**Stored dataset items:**
*** Block opens ***

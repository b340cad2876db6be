// Example code for Tutorial 06: Introduction to SDP
use rvoip_sip_core::sdp::SdpBuilder;
use rvoip_sip_core::sdp::attributes::MediaDirection;
use rvoip_sip_core::types::sdp::SdpSession;
use std::error::Error;
use std::str::FromStr;

fn main() -> Result<(), Box<dyn Error>> {
    println!("Tutorial 06: Introduction to SDP\n");
    
    // Example 1: Creating a basic audio-only SDP
    create_audio_sdp()?;
    
    // Example 2: Creating an audio and video SDP
    create_audio_video_sdp()?;
    
    // Example 3: Creating a more complex WebRTC-style SDP
    create_webrtc_sdp()?;
    
    // Example 4: Parsing an SDP string
    parse_sdp_string()?;
    
    // Example 5: Modifying an existing SDP
    modify_existing_sdp()?;
    
    Ok(())
}

// Example 1: Creating a basic audio-only SDP
fn create_audio_sdp() -> Result<(), Box<dyn Error>> {
    println!("Example 1: Basic Audio-only SDP\n");
    
    let sdp = SdpBuilder::new("Audio Call")
        .origin("alice", "2890844526", "2890844526", "IN", "IP4", "alice.example.com")
        .connection("IN", "IP4", "alice.example.com")
        .time("0", "0") // "0 0" indicates the session is permanent
        .media_audio(49170, "RTP/AVP")
            .formats(&["0", "8", "96"]) // G.711 μ-law, G.711 A-law, telephone-event
            .rtpmap("0", "PCMU/8000")
            .rtpmap("8", "PCMA/8000")
            .rtpmap("96", "telephone-event/8000")
            .direction(MediaDirection::SendRecv)
            .done()
        .build()?;
    
    println!("Audio-only SDP:");
    println!("{}\n", sdp);
    
    Ok(())
}

// Example 2: Creating an audio and video SDP
fn create_audio_video_sdp() -> Result<(), Box<dyn Error>> {
    println!("Example 2: Audio and Video SDP\n");
    
    let sdp = SdpBuilder::new("Audio/Video Call")
        .origin("bob", "2890844527", "2890844527", "IN", "IP4", "bob.example.com")
        .connection("IN", "IP4", "bob.example.com")
        .time("0", "0")
        // Audio stream
        .media_audio(49170, "RTP/AVP")
            .formats(&["0", "8"])
            .rtpmap("0", "PCMU/8000")
            .rtpmap("8", "PCMA/8000")
            .direction(MediaDirection::SendRecv)
            .done()
        // Video stream
        .media_video(51372, "RTP/AVP")
            .formats(&["97"])
            .rtpmap("97", "H264/90000")
            .fmtp("97", "profile-level-id=42e01f;packetization-mode=1")
            .direction(MediaDirection::SendRecv)
            .done()
        .build()?;
    
    println!("Audio/Video SDP:");
    println!("{}\n", sdp);
    
    Ok(())
}

// Example 3: Creating a more complex WebRTC-style SDP
fn create_webrtc_sdp() -> Result<(), Box<dyn Error>> {
    println!("Example 3: WebRTC-style SDP\n");
    
    let sdp = SdpBuilder::new("WebRTC Session")
        .origin("webrtc", "2890844527", "2", "IN", "IP4", "0.0.0.0")
        .connection("IN", "IP4", "192.168.1.100")
        .time("0", "0")
        .group("BUNDLE", &["audio", "video"])
        .ice_ufrag("F7gI")
        .ice_pwd("x9cml/YzichV2+XlhiMu8g")
        .fingerprint("sha-256", "D2:FA:0E:C3:22:59:5E:14:95:69:92:3D:13:B4:84:24:2C:C2:A2:C0:3E:FD:34:8E:5E:EA:6F:AF:52:CE:E6:0F")
        .media_audio(9, "UDP/TLS/RTP/SAVPF")
            .formats(&["111", "103", "104"])
            .rtpmap("111", "opus/48000/2")
            .rtpmap("103", "ISAC/16000")
            .rtpmap("104", "ISAC/32000")
            .fmtp("111", "minptime=10;useinbandfec=1")
            .rtcp_mux()
            .mid("audio")
            .direction(MediaDirection::SendRecv)
            .setup("actpass")
            .ice_ufrag("F7gI")
            .ice_pwd("x9cml/YzichV2+XlhiMu8g")
            .ice_candidate("1 1 UDP 2113937151 192.168.1.100 9 typ host")
            .ice_candidate("2 1 UDP 1845501695 203.0.113.100 9 typ srflx raddr 192.168.1.100 rport 9")
            .done()
        .media_video(9, "UDP/TLS/RTP/SAVPF")
            .formats(&["96", "97", "98"])
            .rtpmap("96", "VP8/90000")
            .rtpmap("97", "H264/90000")
            .rtpmap("98", "VP9/90000")
            .fmtp("97", "profile-level-id=42e01f;packetization-mode=1")
            .rtcp_fb("96", "nack", Some("pli"))
            .rtcp_fb("96", "ccm", Some("fir"))
            .rtcp_mux()
            .mid("video")
            .direction(MediaDirection::SendRecv)
            .setup("actpass")
            .ice_ufrag("F7gI")
            .ice_pwd("x9cml/YzichV2+XlhiMu8g")
            .ice_candidate("1 1 UDP 2113937151 192.168.1.100 9 typ host")
            .ice_candidate("2 1 UDP 1845501695 203.0.113.100 9 typ srflx raddr 192.168.1.100 rport 9")
            .done()
        .build()?;
    
    println!("WebRTC SDP:");
    println!("{}\n", sdp);
    
    Ok(())
}

// Example 4: Parsing an SDP string
fn parse_sdp_string() -> Result<(), Box<dyn Error>> {
    println!("Example 4: Parsing an SDP string\n");
    
    let sdp_str = "v=0\r\n\
                  o=alice 2890844526 2890844526 IN IP4 alice.example.com\r\n\
                  s=Audio Call\r\n\
                  c=IN IP4 alice.example.com\r\n\
                  t=0 0\r\n\
                  m=audio 49170 RTP/AVP 0 8 96\r\n\
                  a=rtpmap:0 PCMU/8000\r\n\
                  a=rtpmap:8 PCMA/8000\r\n\
                  a=rtpmap:96 telephone-event/8000\r\n\
                  a=sendrecv";
    
    // Parse the SDP string
    let session = SdpSession::from_str(sdp_str)?;
    
    println!("Parsed SDP Session:");
    println!("Session name: {}", session.session_name);
    println!("Origin: {}", session.origin);
    println!("Number of media streams: {}", session.media_descriptions.len());
    
    if !session.media_descriptions.is_empty() {
        let media = &session.media_descriptions[0];
        println!("Media type: {}", media.media);
        println!("Media port: {}", media.port);
        println!("Media protocol: {}", media.protocol);
        println!("Media formats: {:?}", media.formats);
    }
    
    println!("\nReconstructed SDP:");
    println!("{}\n", session);
    
    Ok(())
}

// Example 5: Modifying an existing SDP
fn modify_existing_sdp() -> Result<(), Box<dyn Error>> {
    println!("Example 5: Modifying an existing SDP\n");
    
    // Create a basic SDP
    let sdp = SdpBuilder::new("Original Session")
        .origin("alice", "2890844526", "2890844526", "IN", "IP4", "alice.example.com")
        .connection("IN", "IP4", "alice.example.com")
        .time("0", "0")
        .media_audio(49170, "RTP/AVP")
            .formats(&["0", "8"])
            .rtpmap("0", "PCMU/8000")
            .rtpmap("8", "PCMA/8000")
            .done()
        .build()?;
    
    println!("Original SDP:");
    println!("{}\n", sdp);
    
    // Modify the SDP using into_builder()
    let modified_sdp = sdp.into_builder()
        // Change the IP address
        .connection("IN", "IP4", "192.168.1.200")
        // Update the existing audio media section (the builder will handle this by appending media)
        .media_audio(49180, "RTP/AVP")
            .formats(&["0", "8", "96"])
            .rtpmap("0", "PCMU/8000")
            .rtpmap("8", "PCMA/8000")
            .rtpmap("96", "telephone-event/8000")
            .direction(MediaDirection::SendRecv)
            .done()
        // Add a new video section
        .media_video(51372, "RTP/AVP")
            .formats(&["97"])
            .rtpmap("97", "H264/90000")
            .direction(MediaDirection::SendRecv)
            .done()
        .build()?;
    
    println!("Modified SDP:");
    println!("{}", modified_sdp);
    
    Ok(())
}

*** Block closes ***

**Work to be completed:**
Give the number of lines above that hold "style", with no other words.

**Response for this exercise:**
3